Различие между действием, мотивированным разумом, и действием, мотивированным желанием, в данном случае имеет первостепенное значение; это различие между политикой и рынком. Государство больше не регулятор, оно — фасилитатор интеракций желающих индивидов. Знак их эмансипации — свобода воплощать и стремиться к исполнению своего желания (в категориях разнообразия удовольствий и вкусов), на каком бы рынке они этим ни занимались [487]. Такое определение свободы не дает гарантии социального равенства — гендерного или какого-либо другого. Равенство отсылает только к имеющейся у любого индивида возможности действовать в соответствии с его желанием; психические, экономические или социальные пределы этого действия не принимаются во внимание, как и факт того, что то, что считается эмансипированным действием, оценивается в идеализированных западных категориях. И здесь снова полезно процитировать Нортон: «Сексуальная свобода, — пишет она (ссылаясь на Пим Фортин, но в комментарии, который можно применить шире), — стала не метонимией политической свободы, но заменой для нее» [488].

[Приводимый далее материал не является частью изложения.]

impl WardenConfig {
    /// TOML 파일에서 설정을 로드하고 환경변수 오버라이드를 적용합니다.
    ///
    /// 설정 로딩 순서:
    /// 1. TOML 파일 파싱
    /// 2. 환경변수 오버라이드 적용
    /// 3. 유효성 검증
    pub async fn load(path: impl AsRef<Path>) -> Result<Self, WardenError> {
        let mut config = Self::from_file(path).await?;
        config.apply_env_overrides();
        config.validate()?;
        Ok(config)
    }

    /// 파일이 없으면 기본값에서 시작하여 설정을 로드합니다.
    ///
    /// CLI에서 설정 파일 없이 바로 스캔할 수 있도록 사용합니다.
    pub async fn load_or_default(path: impl AsRef<Path>) -> Result<Self, WardenError> {
        let path = path.as_ref();
        let mut config = match Self::from_file(path).await {
            Ok(config) => config,
            Err(WardenError::Config(ConfigError::FileNotFound { .. })) => {
                tracing::debug!(path = %path.display(), "config file not found, using defaults");
                Self::default()
            }
            Err(e) => return Err(e),
        };
        config.apply_env_overrides();
        config.validate()?;
        Ok(config)
    }

    /// TOML 파일에서 설정을 로드합니다 (환경변수 오버라이드 없음).
    pub async fn from_file(path: impl AsRef<Path>) -> Result<Self, WardenError> {
        let path = path.as_ref();
        let content = tokio::fs::read_to_string(path).await.map_err(|e| {
            if e.kind() == std::io::ErrorKind::NotFound {
                WardenError::Config(ConfigError::FileNotFound {
                    path: path.display().to_string(),
                })
            } else {
                WardenError::Io(e)
            }
        })?;
        Self::parse(&content)
    }

    /// TOML 문자열에서 설정을 파싱합니다.
    pub fn parse(toml_str: &str) -> Result<Self, WardenError> {
        toml::from_str(toml_str).map_err(|e| {
            WardenError::Config(ConfigError::ParseFailed {
                reason: e.to_string(),
            })
        })
    }

    /// 환경변수로 설정값을 오버라이드합니다.
    ///
    /// 환경변수 네이밍 규칙: `IMAGEWARDEN_{SECTION}_{FIELD}`
    /// 예: `IMAGEWARDEN_RUNTIME_ALERT_LOG_PATH=/var/log/falco/events.log`
    pub fn apply_env_overrides(&mut self) {
        // General
        override_string(&mut self.general.log_level, "IMAGEWARDEN_GENERAL_LOG_LEVEL");
        override_string(&mut self.general.log_format, "IMAGEWARDEN_GENERAL_LOG_FORMAT");
        override_string(&mut self.general.work_dir, "IMAGEWARDEN_GENERAL_WORK_DIR");

        // Docker
        override_string(&mut self.docker.socket, "IMAGEWARDEN_DOCKER_SOCKET");
        override_u64(
            &mut self.docker.pull_timeout_secs,
            "IMAGEWARDEN_DOCKER_PULL_TIMEOUT_SECS",
        );

        // Stage
        override_u64(
            &mut self.stage.save_timeout_secs,
            "IMAGEWARDEN_STAGE_SAVE_TIMEOUT_SECS",
        );
        override_u64(
            &mut self.stage.extract_timeout_secs,
            "IMAGEWARDEN_STAGE_EXTRACT_TIMEOUT_SECS",
        );
        override_bool(
            &mut self.stage.reuse_existing_extraction,
            "IMAGEWARDEN_STAGE_REUSE_EXISTING_EXTRACTION",
        );

        // Vulnerability
        override_bool(
            &mut self.vulnerability.enabled,
            "IMAGEWARDEN_VULNERABILITY_ENABLED",
        );
        override_string(
            &mut self.vulnerability.binary,
            "IMAGEWARDEN_VULNERABILITY_BINARY",
        );
        override_u64(
            &mut self.vulnerability.timeout_secs,
            "IMAGEWARDEN_VULNERABILITY_TIMEOUT_SECS",
        );

        // Signature
        override_bool(&mut self.signature.enabled, "IMAGEWARDEN_SIGNATURE_ENABLED");
        override_string(&mut self.signature.binary, "IMAGEWARDEN_SIGNATURE_BINARY");
        override_string(
            &mut self.signature.rules_path,
            "IMAGEWARDEN_SIGNATURE_RULES_PATH",
        );
        override_u64(
            &mut self.signature.timeout_secs,
            "IMAGEWARDEN_SIGNATURE_TIMEOUT_SECS",
        );

        // Antivirus
        override_bool(&mut self.antivirus.enabled, "IMAGEWARDEN_ANTIVIRUS_ENABLED");
        override_string(&mut self.antivirus.binary, "IMAGEWARDEN_ANTIVIRUS_BINARY");
        override_u64(
            &mut self.antivirus.timeout_secs,
            "IMAGEWARDEN_ANTIVIRUS_TIMEOUT_SECS",
        );

        // Sandbox
        override_bool(&mut self.sandbox.enabled, "IMAGEWARDEN_SANDBOX_ENABLED");
        override_u64(
            &mut self.sandbox.observation_window_secs,
            "IMAGEWARDEN_SANDBOX_OBSERVATION_WINDOW_SECS",
        );
        override_string(
            &mut self.sandbox.name_prefix,
            "IMAGEWARDEN_SANDBOX_NAME_PREFIX",
        );

        // Runtime
        override_string(
            &mut self.runtime.alert_log_path,
            "IMAGEWARDEN_RUNTIME_ALERT_LOG_PATH",
        );
        override_usize(&mut self.runtime.tail_lines, "IMAGEWARDEN_RUNTIME_TAIL_LINES");
        override_u64(
            &mut self.runtime.collect_timeout_secs,
            "IMAGEWARDEN_RUNTIME_COLLECT_TIMEOUT_SECS",
        );

        // Cleanup
        override_bool(
            &mut self.cleanup.keep_artifacts,
            "IMAGEWARDEN_CLEANUP_KEEP_ARTIFACTS",
        );
    }

    /// 설정값의 유효성을 검증합니다.
    pub fn validate(&self) -> Result<(), WardenError> {
        // log_level 검증
        let valid_levels = ["trace", "debug", "info", "warn", "error"];
        if !valid_levels.contains(&self.general.log_level.as_str()) {
            return Err(invalid(
                "general.log_level",
                format!("must be one of: {}", valid_levels.join(", ")),
            ));
        }

        // log_format 검증
        let valid_formats = ["json", "pretty"];
        if !valid_formats.contains(&self.general.log_format.as_str()) {
            return Err(invalid(
                "general.log_format",
                format!("must be one of: {}", valid_formats.join(", ")),
            ));
        }

        if self.general.work_dir.is_empty() {
            return Err(invalid("general.work_dir", "must not be empty".to_owned()));
        }

        check_timeout("docker.pull_timeout_secs", self.docker.pull_timeout_secs)?;
        check_timeout("stage.save_timeout_secs", self.stage.save_timeout_secs)?;
        check_timeout("stage.extract_timeout_secs", self.stage.extract_timeout_secs)?;
        check_timeout(
            "vulnerability.timeout_secs",
            self.vulnerability.timeout_secs,
        )?;
        check_timeout("signature.timeout_secs", self.signature.timeout_secs)?;
        check_timeout("antivirus.timeout_secs", self.antivirus.timeout_secs)?;
        check_timeout(
            "runtime.collect_timeout_secs",
            self.runtime.collect_timeout_secs,
        )?;

        // 활성화된 스캐너는 실행 파일 경로가 필요
        if self.vulnerability.enabled && self.vulnerability.binary.is_empty() {
            return Err(invalid(
                "vulnerability.binary",
                "binary must not be empty when enabled".to_owned(),
            ));
        }
        if self.signature.enabled {
            if self.signature.binary.is_empty() {
                return Err(invalid(
                    "signature.binary",
                    "binary must not be empty when enabled".to_owned(),
                ));
            }
            if self.signature.rules_path.is_empty() {
                return Err(invalid(
                    "signature.rules_path",
                    "rules_path must not be empty when enabled".to_owned(),
                ));
            }
        }
        if self.antivirus.enabled && self.antivirus.binary.is_empty() {
            return Err(invalid(
                "antivirus.binary",
                "binary must not be empty when enabled".to_owned(),
            ));
        }

        if self.sandbox.observation_window_secs > MAX_OBSERVATION_WINDOW_SECS {
            return Err(invalid(
                "sandbox.observation_window_secs",
                format!("must be 0-{MAX_OBSERVATION_WINDOW_SECS}"),
            ));
        }
        if self.sandbox.enabled && self.sandbox.name_prefix.is_empty() {
            return Err(invalid(
                "sandbox.name_prefix",
                "name_prefix must not be empty when enabled".to_owned(),
            ));
        }

        if self.runtime.tail_lines == 0 || self.runtime.tail_lines > MAX_TAIL_LINES {
            return Err(invalid(
                "runtime.tail_lines",
                format!("must be 1-{MAX_TAIL_LINES}"),
            ));
        }

        Ok(())
    }
}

Я уже указывала на то, что использование языка сексуальной эмансипации и гендерного равенства для того, чтобы отказать мусульманам в признании их в качестве полноправных граждан национальных государств Западной Европы, во многих из которых они живут уже очень давно, — это не просто исламофобия (хотя, естественно, и она тоже), оно имеет более широкий резонанс. Замена абстрактного рассудка сексуальным желанием заменяет работу ума материальностью тела; абстрактный индивид становится пульсирующим, вожделеющим человеком. Но если и может показаться, что эта замена выводит социальное в область политики (как хочет внушить язык эмансипации и равенства), на самом деле это не так. Скорее вводится еще одно универсальное человеческое качество (сексуальное влечение, желание, сексуальные идентичности), которое понимается как досоциальное и чье удовлетворение — не относительный вопрос (определяемый исторически или культурно) и не вопрос, открытый для оспаривания (политика). Есть лишь один путь к удовлетворению: тот, который объявляется преобладающим в современных демократиях Запада — даже если в этих странах то, что считается удовлетворением, принимает множество разных и даже противоречащих друг другу форм и даже если отношения между полами продолжают оставаться асимметричными. Но противоречие сразу же устраняется, как только Запад сравнивается с Востоком, христианская секулярность — с мусульманской религиозностью. Когда эмансипация и равенство считаются синонимами и определяются как выражение универсального и овеществленного сексуального желания, они ничем не отличаются от формального политического равенства. Здесь мы можем вернуться к своеобразному варианту марксовской критики: это инструменты увековечивания подчинения и неравенства женщин на Западе, равно как и обездоленных меньшинств, в данном случае мусульман, и их продолжающейся маргинализации в секулярных и христианских демократиях Запада.